I carried concerns for the film from the very beginning for all the above reasons but I had a lot of hope for it considering that Steven Knight had written the script. He's previously written films such as Dirty Pretty Things, Amazing Grace and Eastern Promises and he has written a number of upcoming films which already look interesting. Not only did Knight write the film but he also directed, something he hasn't yet done with a feature film.
My main concerns rested around the problem of keeping the tension and suspense running for the entirety, after all we're relying on one leading character, some disembodied voices and the fixed location. In other thrillers we have many more characters and locations to build plot threads around, with Locke the plot has to be built and delivered through our single character's perspective and he will have to hold the film together. Also there's the question of just how many threads we could have going in the story with this set-up, and with less threads the ones that the film carries will have a lot more work to do to keep us engaged.
I've talked about all the limitations and hurdles the film faces but the fantastic news is that it manages to meet them all and exceed quite a few of them. I really was surprised at just how well it did especially since the story isn't one you might expect. I thought that the limitations on character and location would mean a clever heist or kidnapping plot, but I was really surprised when the plot turned out to be such a reality based story, almost a story of an everyday man, and that it worked so well because of that.

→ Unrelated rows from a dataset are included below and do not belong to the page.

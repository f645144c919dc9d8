use anyhow::Result;
use tracing_subscriber::{layer::SubscriberExt, util::SubscriberInitExt, EnvFilter};

/// Install the global subscriber. Logs go to stderr so stdout stays JSON.
pub fn init_tracing(json: bool) -> Result<()> {
    let filter = EnvFilter::from_default_env()
        .add_directive("survey_core=info".parse()?)
        .add_directive("survey_cli=info".parse()?);
    let registry = tracing_subscriber::registry().with(filter);
    if json {
        registry
            .with(tracing_subscriber::fmt::layer().json().with_writer(std::io::stderr))
            .init();
    } else {
        registry
            .with(tracing_subscriber::fmt::layer().with_writer(std::io::stderr))
            .init();
    }
    Ok(())
}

The story is superbly written and builds tension and a few key threads so well through simple telephone conversations. It's a real credit to the script that I felt as engaged and invested as I would with other more traditional thrillers, films packed with much more to keep the audience's attention. Steven Knight has done a fantastic job with the writing and given Tom Hardy some great lines and moments, entire threads such as dealing with the concrete, smaller moments such as the dialogue about the drying footprints, or the use of the concrete and buildings as an allegory for his own life. Watching the character trying to control the unravelling elements of his life as he would a building project is a very interesting aspect of the script and of the character who is as fantastically written as the rest of the story is.

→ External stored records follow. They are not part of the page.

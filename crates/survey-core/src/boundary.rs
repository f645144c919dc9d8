//! Reduce input geometry to one closed planar ring.

use crate::models::{BoundaryShape, PlanarPoint};
use crate::spatial::{buffer_polyline, close_ring, Projection};

/// Buffer used for lines when no usable spacing is given.
const FALLBACK_LINE_SPACING_M: f64 = 10.0;

impl BoundaryShape {
    /// Positions that drive planning: the first outer ring or first line.
    pub fn primary_positions(&self) -> &[[f64; 2]] {
        match self {
            BoundaryShape::Point(p) => std::slice::from_ref(p),
            BoundaryShape::LineString(line) => line,
            BoundaryShape::MultiLineString(lines) => {
                lines.first().map(|l| l.as_slice()).unwrap_or(&[])
            }
            BoundaryShape::Polygon(rings) => rings.first().map(|r| r.as_slice()).unwrap_or(&[]),
            BoundaryShape::MultiPolygon(polys) => polys
                .first()
                .and_then(|rings| rings.first())
                .map(|r| r.as_slice())
                .unwrap_or(&[]),
        }
    }

    /// Mean latitude of the primary positions.
    pub fn mean_latitude(&self) -> Option<f64> {
        let positions = self.primary_positions();
        if positions.is_empty() {
            return None;
        }
        let sum: f64 = positions.iter().map(|p| p[1]).sum();
        Some(sum / positions.len() as f64)
    }
}

/// Project `shape` into planar meters and close it into a boundary ring.
///
/// Lines are buffered by `max(spacing_m, min_buffer_m)` ground meters. Points
/// and empty geometries give an empty ring.
pub fn normalize_boundary<P: Projection>(
    shape: &BoundaryShape,
    spacing_m: f64,
    min_buffer_m: f64,
    projection: &P,
) -> Vec<PlanarPoint> {
    let positions = shape.primary_positions();
    if positions.is_empty() {
        tracing::warn!("boundary has no coordinates");
        return Vec::new();
    }
    let projected: Vec<PlanarPoint> = positions
        .iter()
        .map(|[lon, lat]| projection.project(*lat, *lon))
        .collect();

    match shape {
        BoundaryShape::Point(_) => {
            tracing::warn!("point geometry cannot bound a survey area");
            Vec::new()
        }
        BoundaryShape::LineString(_) | BoundaryShape::MultiLineString(_) => {
            let spacing = if spacing_m.is_finite() && spacing_m > 0.0 {
                spacing_m
            } else {
                FALLBACK_LINE_SPACING_M
            };
            let scale = shape
                .mean_latitude()
                .map_or(1.0, |lat| projection.scale_factor(lat));
            buffer_polyline(&projected, spacing.max(min_buffer_m) * scale)
        }
        BoundaryShape::Polygon(_) | BoundaryShape::MultiPolygon(_) => close_ring(&projected),
    }
}

#[cfg(test)]
mod tests {
    use super::*;
    use crate::spatial::{is_degenerate_ring, WebMercator};
    use geo::{Contains, Coord};

    fn polygon(coords: Vec<[f64; 2]>) -> BoundaryShape {
        BoundaryShape::Polygon(vec![coords])
    }

    #[test]
    fn test_polygon_ring_is_closed() {
        let shape = polygon(vec![[-117.0, 33.0], [-116.99, 33.0], [-116.99, 33.01]]);
        let ring = normalize_boundary(&shape, 10.0, 5.0, &WebMercator);
        assert_eq!(ring.len(), 4);
        assert_eq!(ring[0], ring[3]);
        assert!(!is_degenerate_ring(&ring));
    }

    #[test]
    fn test_multipolygon_uses_first_outer_ring() {
        let first = vec![[0.0, 0.0], [0.001, 0.0], [0.001, 0.001], [0.0, 0.0]];
        let second = vec![[1.0, 1.0], [1.001, 1.0], [1.001, 1.001], [1.0, 1.0]];
        let shape = BoundaryShape::MultiPolygon(vec![vec![first], vec![second]]);
        let ring = normalize_boundary(&shape, 10.0, 5.0, &WebMercator);
        assert_eq!(ring.len(), 4);
        assert!(ring.iter().all(|p| p.x < 200.0 && p.y < 200.0));
    }

    #[test]
    fn test_line_becomes_corridor() {
        let shape = BoundaryShape::LineString(vec![[0.0, 0.0], [0.01, 0.0]]);
        let ring = normalize_boundary(&shape, 20.0, 5.0, &WebMercator);
        assert!(ring.len() > 4);
        assert_eq!(ring.first(), ring.last());
        let poly = crate::spatial::to_geo_polygon(&ring);
        let mid = WebMercator.project(0.0, 0.005);
        assert!(poly.contains(&Coord { x: mid.x, y: mid.y + 15.0 }));
        assert!(!poly.contains(&Coord { x: mid.x, y: mid.y + 25.0 }));
    }

    #[test]
    fn test_small_spacing_uses_minimum_buffer() {
        let shape = BoundaryShape::MultiLineString(vec![vec![[0.0, 0.0], [0.01, 0.0]]]);
        let ring = normalize_boundary(&shape, 1.0, 5.0, &WebMercator);
        let poly = crate::spatial::to_geo_polygon(&ring);
        let mid = WebMercator.project(0.0, 0.005);
        assert!(poly.contains(&Coord { x: mid.x, y: mid.y - 4.0 }));
    }

    #[test]
    fn test_unsupported_shapes_are_empty() {
        let unsupported = [
            BoundaryShape::Point([0.0, 0.0]),
            BoundaryShape::Polygon(vec![]),
            BoundaryShape::MultiLineString(vec![]),
        ];
        for shape in &unsupported {
            assert!(normalize_boundary(shape, 10.0, 5.0, &WebMercator).is_empty());
        }
    }
}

The building of tension and suspense was another big surprise for me as there are only limited threads - there's the thread with the wife, the worker who is covering his job and the hospital. No international terrorists, kidnappers or spies, just plain everyday people with real life problems. Layering the tension through calls with each of the characters and calling back and forth between them is so cleverly written and brought to the screen. The snippets of conversations feel real and have some great dialogue, and the cuts between them are in such a position to build the tension naturally and easily. I was surprised at how easily I was taken into the character's life and problems, and just how well that tension affected me, particularly around the building site plans.

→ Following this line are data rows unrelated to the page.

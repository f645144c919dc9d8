//! End-to-end coverage planning scenarios.
//!
//! Run with: cargo test -p survey-core --test coverage_test

use proptest::prelude::*;
use rand::{rngs::StdRng, Rng, SeedableRng};
use survey_core::{
    close_ring, plan_coverage_path, BoundaryShape, CoverageModel, CoverageStrategy, Orientation,
    PlanarPoint, PlannerConfig, PlanningError, ResolutionConfig, ResolutionModel, SweepParams,
    WebMercator,
};

fn square(size: f64) -> Vec<PlanarPoint> {
    vec![
        PlanarPoint::new(0.0, 0.0),
        PlanarPoint::new(size, 0.0),
        PlanarPoint::new(size, size),
        PlanarPoint::new(0.0, size),
        PlanarPoint::new(0.0, 0.0),
    ]
}

/// Two 10 m wide arms rising from a 30 x 10 m base.
fn u_shape() -> Vec<PlanarPoint> {
    vec![
        PlanarPoint::new(0.0, 0.0),
        PlanarPoint::new(30.0, 0.0),
        PlanarPoint::new(30.0, 30.0),
        PlanarPoint::new(20.0, 30.0),
        PlanarPoint::new(20.0, 10.0),
        PlanarPoint::new(10.0, 10.0),
        PlanarPoint::new(10.0, 30.0),
        PlanarPoint::new(0.0, 30.0),
        PlanarPoint::new(0.0, 0.0),
    ]
}

fn inside_u(p: &PlanarPoint) -> bool {
    let eps = 1e-6;
    let in_base = p.x >= -eps && p.x <= 30.0 + eps && p.y >= -eps && p.y <= 10.0 + eps;
    let in_arm = p.y >= -eps
        && p.y <= 30.0 + eps
        && ((p.x >= -eps && p.x <= 10.0 + eps) || (p.x >= 20.0 - eps && p.x <= 30.0 + eps));
    in_base || in_arm
}

fn star_polygon(rng: &mut StdRng) -> Vec<PlanarPoint> {
    let vertices = rng.random_range(5..14);
    let cx = rng.random_range(-500.0..500.0);
    let cy = rng.random_range(-500.0..500.0);
    let ring: Vec<PlanarPoint> = (0..vertices)
        .map(|i| {
            let angle = std::f64::consts::TAU * i as f64 / vertices as f64;
            let radius = rng.random_range(20.0..60.0);
            PlanarPoint::new(cx + radius * angle.cos(), cy + radius * angle.sin())
        })
        .collect();
    close_ring(&ring)
}

fn assert_model_invariants(model: &ResolutionModel) {
    let turns = &model.turn_distances;
    assert_eq!(turns.first(), Some(&0.0));
    assert_eq!(turns.last(), Some(&model.total_length));
    assert!(turns.windows(2).all(|w| w[1] > w[0]), "turn distances must ascend");

    // sampling merges distances closer than a millionth of the spacing
    let tol = model.max_spacing * 1e-6 + 1e-6;
    for level in 1..=i64::from(model.max_level) + 1 {
        let distances = model.sample_distances(level);
        assert!(distances.windows(2).all(|w| w[1] >= w[0]));
        for turn in turns {
            assert!(
                distances.iter().any(|d| (d - turn).abs() <= tol),
                "turn at {turn} missing from level {level}"
            );
        }
    }
}

#[test]
fn test_square_scenario() {
    let params = SweepParams {
        spacing_m: 2.0,
        ..SweepParams::default()
    };
    let path = plan_coverage_path(&square(10.0), &params).unwrap();
    assert_eq!(path.strategy, CoverageStrategy::Boustrophedon);
    assert_eq!(path.visited_cells, path.free_cells);

    let mut rows: Vec<f64> = path.points.iter().map(|p| p.y).collect();
    rows.sort_by(f64::total_cmp);
    rows.dedup_by(|a, b| (*a - *b).abs() < 1e-9);
    assert!(rows.len() >= 5, "expected at least 5 rows, got {}", rows.len());

    let model = ResolutionModel::build(&path.points, &ResolutionConfig::default());
    assert!(model.turn_distances.len() >= 10);
    assert_model_invariants(&model);
}

#[test]
fn test_grid_too_large() {
    let params = SweepParams {
        spacing_m: 0.5,
        ..SweepParams::default()
    };
    match plan_coverage_path(&square(2_000.0), &params) {
        Err(PlanningError::GridTooLarge { width, height }) => {
            assert!(width * height > 3_000_000);
        }
        other => panic!("expected GridTooLarge, got {other:?}"),
    }

    let config = PlannerConfig::with_spacing(0.5);
    assert!(CoverageModel::build(&square(2_000.0), &config).is_err());
}

#[test]
fn test_short_boundary_gives_degenerate_model() {
    let empty = ResolutionModel::build(&[], &ResolutionConfig::default());
    assert_eq!(empty.max_level, 0);
    assert_eq!(empty.total_length, 0.0);

    let point = [PlanarPoint::new(3.0, 4.0)];
    let single = ResolutionModel::build(&point, &ResolutionConfig::default());
    assert_eq!(single.max_level, 0);
    assert_eq!(single.total_length, 0.0);

    let model = CoverageModel::build(&point, &PlannerConfig::default()).unwrap();
    assert_eq!(model.coverage.strategy, CoverageStrategy::Empty);
    assert_eq!(model.sample_level(1).count, 0);
}

#[test]
fn test_spacing_shrinks_with_level() {
    let model = CoverageModel::build(&square(40.0), &PlannerConfig::with_spacing(4.0)).unwrap();
    assert!(model.max_level() > 0);
    let mut previous = f64::INFINITY;
    for level in 1..=i64::from(model.max_level()) + 1 {
        let sample = model.sample_level(level);
        assert_eq!(sample.level_used as i64, level);
        assert!(sample.spacing_used <= previous);
        assert_eq!(sample.count, sample.points.len());
        previous = sample.spacing_used;
    }
    let last = model.sample_level(i64::from(model.max_level()) + 1);
    assert!((last.spacing_used - model.resolution.min_spacing).abs() < 1e-9);
}

#[test]
fn test_concave_boundary_uses_fallback() {
    let params = SweepParams {
        spacing_m: 2.0,
        orientation: Orientation::EastWest,
        ..SweepParams::default()
    };
    let path = plan_coverage_path(&u_shape(), &params).unwrap();
    assert_eq!(path.strategy, CoverageStrategy::RowFallback);
    assert_eq!(path.visited_cells, path.free_cells);
    assert!(!path.points.is_empty());
    assert!(path.points.iter().all(inside_u));
    // both arms reach the top
    assert!(path.points.iter().any(|p| p.x <= 10.0 && (p.y - 30.0).abs() < 1e-6));
    assert!(path.points.iter().any(|p| p.x >= 20.0 && (p.y - 30.0).abs() < 1e-6));
}

#[test]
fn test_random_polygons_are_fully_covered() {
    let mut rng = StdRng::seed_from_u64(0x5eed);
    for _ in 0..25 {
        let ring = star_polygon(&mut rng);
        let config = PlannerConfig {
            spacing_m: rng.random_range(3.0..8.0),
            orientation: match rng.random_range(0..3) {
                0 => Orientation::Auto,
                1 => Orientation::EastWest,
                _ => Orientation::NorthSouth,
            },
            ..PlannerConfig::default()
        };
        let model = CoverageModel::build(&ring, &config).unwrap();
        let coverage = &model.coverage;
        assert_ne!(coverage.strategy, CoverageStrategy::Empty);
        assert!(coverage.free_cells > 0);
        assert_eq!(coverage.visited_cells, coverage.free_cells);
        assert!(coverage.points.iter().all(|p| p.is_finite()));
        assert_model_invariants(&model.resolution);
    }
}

#[test]
fn test_geographic_polygon_round_trip() {
    let shape: BoundaryShape = serde_json::from_str(
        r#"{
            "type": "Polygon",
            "coordinates": [[
                [-117.8280, 33.6840], [-117.8260, 33.6840],
                [-117.8260, 33.6855], [-117.8280, 33.6855], [-117.8280, 33.6840]
            ]]
        }"#,
    )
    .unwrap();
    let config = PlannerConfig::with_spacing(20.0);
    let model = CoverageModel::from_shape(&shape, &config, &WebMercator).unwrap();
    assert!(model.planar_scale > 1.1 && model.planar_scale < 1.3);
    assert!(model.coverage.is_complete());

    let sample = model.sample_level(i64::from(model.max_level()) + 1);
    assert!(sample.count > 4);
    let waypoints = model.to_waypoints(&sample.points, &WebMercator);
    for wp in &waypoints {
        assert!(wp.lat > 33.6839 && wp.lat < 33.6856, "lat {}", wp.lat);
        assert!(wp.lon > -117.8281 && wp.lon < -117.8259, "lon {}", wp.lon);
    }

    let coarse = model.sample_level(1);
    let level = model.level_for_resolution(coarse.spacing_used);
    assert_eq!(level, 1);
    assert_eq!(model.sample_resolution(coarse.spacing_used).count, coarse.count);
}

#[test]
fn test_finest_step_floor_is_in_ground_meters() {
    // ~11 m square at 60°N, where one ground meter spans two Mercator units
    let (lat0, lon0) = (60.0, 10.0);
    let (dlat, dlon) = (0.0000989, 0.000198);
    let shape = BoundaryShape::Polygon(vec![vec![
        [lon0, lat0],
        [lon0 + dlon, lat0],
        [lon0 + dlon, lat0 + dlat],
        [lon0, lat0 + dlat],
        [lon0, lat0],
    ]]);
    let config = PlannerConfig {
        spacing_m: 2.0,
        max_waypoints: 100_000,
        ..PlannerConfig::default()
    };
    let model = CoverageModel::from_shape(&shape, &config, &WebMercator).unwrap();
    assert!((model.planar_scale - 2.0).abs() < 1e-3);
    assert!(model.max_level() > 0);

    let finest = model.sample_level(i64::from(model.max_level()) + 1);
    assert!(
        finest.spacing_used >= config.min_base_step_m - 1e-9,
        "finest spacing {} m",
        finest.spacing_used
    );
}

#[test]
fn test_line_corridor_is_covered() {
    let shape = BoundaryShape::LineString(vec![[-117.8280, 33.6840], [-117.8250, 33.6850]]);
    let config = PlannerConfig::with_spacing(10.0);
    let model = CoverageModel::from_shape(&shape, &config, &WebMercator).unwrap();
    assert_ne!(model.coverage.strategy, CoverageStrategy::Empty);
    assert!(model.coverage.is_complete());
    assert_model_invariants(&model.resolution);
}

proptest! {
    #[test]
    fn test_close_ring_is_idempotent(
        coords in proptest::collection::vec((-1e4f64..1e4, -1e4f64..1e4), 1..20)
    ) {
        let ring: Vec<PlanarPoint> = coords.into_iter().map(PlanarPoint::from).collect();
        let once = close_ring(&ring);
        prop_assert_eq!(once.first(), once.last());
        prop_assert_eq!(close_ring(&once), once);
    }
}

There were a few aspects of the story where I found myself wondering why they had been brought in, they may have simply been added as distractions to the main thread and to pad things out a little but they didn't feel as they were taken to some form of close. These were moments such as the thread about the father. It did feel a little confusing to begin with as it stood outside the normal framework of the lead character's interactions and it seemed to suggest something a little darker and uncertain about the character. What was good is that it did finally feel as though it had a little purpose for the character but equally it could have been removed and I doubt it would have made much difference to the story.
I'm still uncertain about the ending and whether it was a little too open ended and lacking a bigger punch. It was interesting that the stories ended as beginnings and that there really aren't any solid resolutions, just like real life all too often is. At the same time though I do wonder if the lead character's ongoing statement of what he was trying to do was actually at odds with what he decided to do at the end of the film - was it the wrong choice after all? While part of me craves for a different ending or perhaps more feeling of resolution, the fact that it has me thinking about it in this way is another huge positive for the film.
Now that I've talked about the story, let's talk about the other reason to see this film, the superb Tom Hardy. He's a fantastic actor and he delivers another great character performance here that holds you throughout. I loved his choice of accent, his mannerisms and the way he spoke to the people on the phone to try and manipulate them to his way of thinking. His performance is like a stage actor commanding the audience for the entirety of the play, and he's fantastic with that responsibility. This could be one of his best performances in his career.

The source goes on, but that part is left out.